When I was a kid, I discovered longtermism on my own, and have been one ever since. For most of that time, it has been a lonely journey.

In 2021, I wrote a book draft on longtermism and broad societal strategies to prevent existential risk and achieve the best possible future. I was planning to call it either “Ways to Save the World” or “Paths to Utopia.”

The primary motivations behind writing this book were to:

  • Launch a longtermist movement
  • Design high level societal mechanisms which simultaneously:
    • Dramatically improve the near-term and long-term future trajectory
    • Create moral progress/progress on values
    • Prevent existential risk.

Then, in January 2022, while preparing for a Master’s degree on Social Entrepreneurship, I discovered there already was a longtermist movement!

I became deeply involved with the Effective Altruism group at my university and dropped out of school to pursue direct longtermist community building and research while living at a longtermist group house in Berkeley, California.

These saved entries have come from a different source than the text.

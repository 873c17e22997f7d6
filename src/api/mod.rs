use std::sync::Arc;

use axum::{
    Json, Router,
    extract::{Path, Query, State},
    routing::get,
};
use serde_json::{Value, json};
use tracing::error;

use crate::{
    VoiceRelayConfig, VoiceRelayError,
    error::ApiError,
    models::{SearchResult, WeatherSnapshot},
    search::SerperClient,
    session::{RealtimeSessionClient, SessionRequest},
    upstream,
    weather::OpenMeteoClient,
};

/// Provider clients shared by every request. Nothing here is mutated after
/// startup.
#[derive(Clone)]
pub struct AppState {
    pub session: Arc<RealtimeSessionClient>,
    pub weather: Arc<OpenMeteoClient>,
    pub search: Arc<SerperClient>,
}

impl AppState {
    pub fn new(config: &VoiceRelayConfig) -> anyhow::Result<Self> {
        let client = upstream::build_client(&config.http)?;
        Ok(Self {
            session: Arc::new(RealtimeSessionClient::new(client.clone(), &config.realtime)),
            weather: Arc::new(OpenMeteoClient::new(client.clone(), &config.weather)),
            search: Arc::new(SerperClient::new(client, &config.search)),
        })
    }
}

pub fn router(state: AppState) -> Router {
    Router::new()
        .route("/health", get(health))
        .route("/session", get(create_session))
        .route("/weather/{location}", get(get_weather))
        .route("/search/{query}", get(search_web))
        .with_state(state)
}

async fn health() -> Json<Value> {
    Json(json!({ "status": "ok", "version": crate::VERSION }))
}

async fn create_session(
    State(state): State<AppState>,
    Query(request): Query<SessionRequest>,
) -> Result<Json<Value>, ApiError> {
    state
        .session
        .create_session(&request)
        .await
        .map(Json)
        .map_err(session_error)
}

async fn get_weather(
    State(state): State<AppState>,
    Path(location): Path<String>,
) -> Result<Json<WeatherSnapshot>, ApiError> {
    state
        .weather
        .weather_for(&location)
        .await
        .map(Json)
        .map_err(|err| aggregation_error(err, "Could not get weather data"))
}

async fn search_web(
    State(state): State<AppState>,
    Path(query): Path<String>,
) -> Result<Json<SearchResult>, ApiError> {
    state
        .search
        .search(&query)
        .await
        .map(Json)
        .map_err(|err| aggregation_error(err, "Could not perform search"))
}

/// Upstream statuses are relayed as-is; everything else is a 500.
fn session_error(err: VoiceRelayError) -> ApiError {
    match &err {
        VoiceRelayError::Upstream { status, .. } => {
            error!("Realtime session request rejected: {}", err);
            ApiError::new(*status, err.to_string())
        }
        _ => {
            error!("Failed to create realtime session: {}", err);
            ApiError::internal("Failed to create session").with_details(err.to_string())
        }
    }
}

/// "Nothing found" stays a 200 carrying an error payload; any other failure
/// is a 500 prefixed with `context`.
fn aggregation_error(err: VoiceRelayError, context: &str) -> ApiError {
    match err {
        VoiceRelayError::NotFound { message } => ApiError::soft(message),
        other => {
            error!("{}: {}", context, other);
            ApiError::internal(format!("{context}: {other}"))
        }
    }
}
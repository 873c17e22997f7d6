//! Location model for a resolved geocoding match

use serde::{Deserialize, Serialize};

/// First match returned by the geocoding provider
#[derive(Debug, Serialize, Deserialize, Clone, PartialEq)]
pub struct GeoResult {
    /// Latitude in decimal degrees
    pub latitude: f64,
    /// Longitude in decimal degrees
    pub longitude: f64,
    /// Place name as spelled by the provider
    pub location_name: String,
}

impl GeoResult {
    /// Create a new geocoding match
    #[must_use]
    pub fn new(latitude: f64, longitude: f64, location_name: String) -> Self {
        Self {
            latitude,
            longitude,
            location_name,
        }
    }

    /// Format location as coordinates string
    #[must_use]
    pub fn format_coordinates(&self) -> String {
        format!("{:.4}, {:.4}", self.latitude, self.longitude)
    }
}
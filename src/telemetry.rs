//! Logging and trace export setup

use anyhow::{Context, Result};
use opentelemetry::trace::TracerProvider as _;
use opentelemetry_otlp::SpanExporter;
use opentelemetry_sdk::{Resource, trace::SdkTracerProvider};
use tracing_subscriber::{EnvFilter, Layer, layer::SubscriberExt, util::SubscriberInitExt};

use crate::config::LoggingConfig;

const SERVICE_NAME: &str = "voicerelay";

/// Keeps the span exporter alive; call [`Telemetry::shutdown`] before exit to
/// flush pending spans.
pub struct Telemetry {
    provider: Option<SdkTracerProvider>,
}

impl Telemetry {
    pub fn shutdown(self) {
        if let Some(provider) = self.provider {
            if let Err(e) = provider.shutdown() {
                eprintln!("Failed to flush trace exporter: {e}");
            }
        }
    }
}

/// Install the global tracing subscriber.
///
/// `RUST_LOG` wins over the configured default filter. When OTLP export is
/// enabled the exporter reads its endpoint from the standard
/// `OTEL_EXPORTER_OTLP_*` variables.
pub fn init(config: &LoggingConfig) -> Result<Telemetry> {
    let filter = EnvFilter::try_from_default_env()
        .or_else(|_| EnvFilter::try_new(&config.filter))
        .with_context(|| format!("Invalid log filter '{}'", config.filter))?;

    let fmt_layer = match config.format.as_str() {
        "json" => tracing_subscriber::fmt::layer().json().boxed(),
        _ => tracing_subscriber::fmt::layer().boxed(),
    };

    let provider = if config.otlp {
        let exporter = SpanExporter::builder()
            .with_http()
            .build()
            .with_context(|| "Failed to create OTLP span exporter")?;
        Some(
            SdkTracerProvider::builder()
                .with_batch_exporter(exporter)
                .with_resource(Resource::builder().with_service_name(SERVICE_NAME).build())
                .build(),
        )
    } else {
        None
    };

    let otel_layer = provider
        .as_ref()
        .map(|p| tracing_opentelemetry::layer().with_tracer(p.tracer(SERVICE_NAME)));

    tracing_subscriber::registry()
        .with(fmt_layer)
        .with(otel_layer)
        .with(filter)
        .try_init()
        .with_context(|| "Failed to install tracing subscriber")?;

    if provider.is_some() {
        tracing::info!("Exporting traces over OTLP/HTTP");
    }

    Ok(Telemetry { provider })
}
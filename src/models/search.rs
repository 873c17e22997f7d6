//! Search answer returned by `/search/{query}`

use serde::{Deserialize, Serialize};

/// The first organic hit, optionally paired with a representative image.
///
/// `image_url` and `image_source` are serialized as `null` when no image
/// passed the filter.
#[derive(Debug, Serialize, Deserialize, Clone, PartialEq)]
pub struct SearchResult {
    pub title: String,
    pub snippet: String,
    /// Link of the organic result
    pub source: String,
    pub image_url: Option<String>,
    /// Page the image was found on, as reported by the provider
    pub image_source: Option<String>,
}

I was quite thrilled when Will MacAskill wrote the book, “What We Owe the Future,” proposing trajectory change as on par with extinction risk due to the threat of value lock-in (1) (2). Trajectory change was half of my book, and I had been sad to see most longtermists had gone sour on “Broad Longtermist” strategies (1) (2), which my book preferred, with most longtermists favoring narrow strategies such as technical AI safety.

In 2024, I requested a debate week on this topic, and in 2025, I got my wish. Unfortunately, I got carried away writing an essay for the competition and spent about half a year writing a 35,000-word (still unfinished) essay—although an intermediate summary version is available here.

When I asked for feedback, and Will MacAskill shared his own essay series with me, I realized I needed to update some of my own ideas on “Seed Reflection,” which was my new name for what I had been calling “Paths to Utopia” in my book, which is quite similar to what Will MacAskill calls “Viatopia.”

While I am in the middle of a much deeper research process that is nearing its final phases, my recent “Building Cooperative Viatopia” series represents some of the ideas that I think are most important from my evolving work.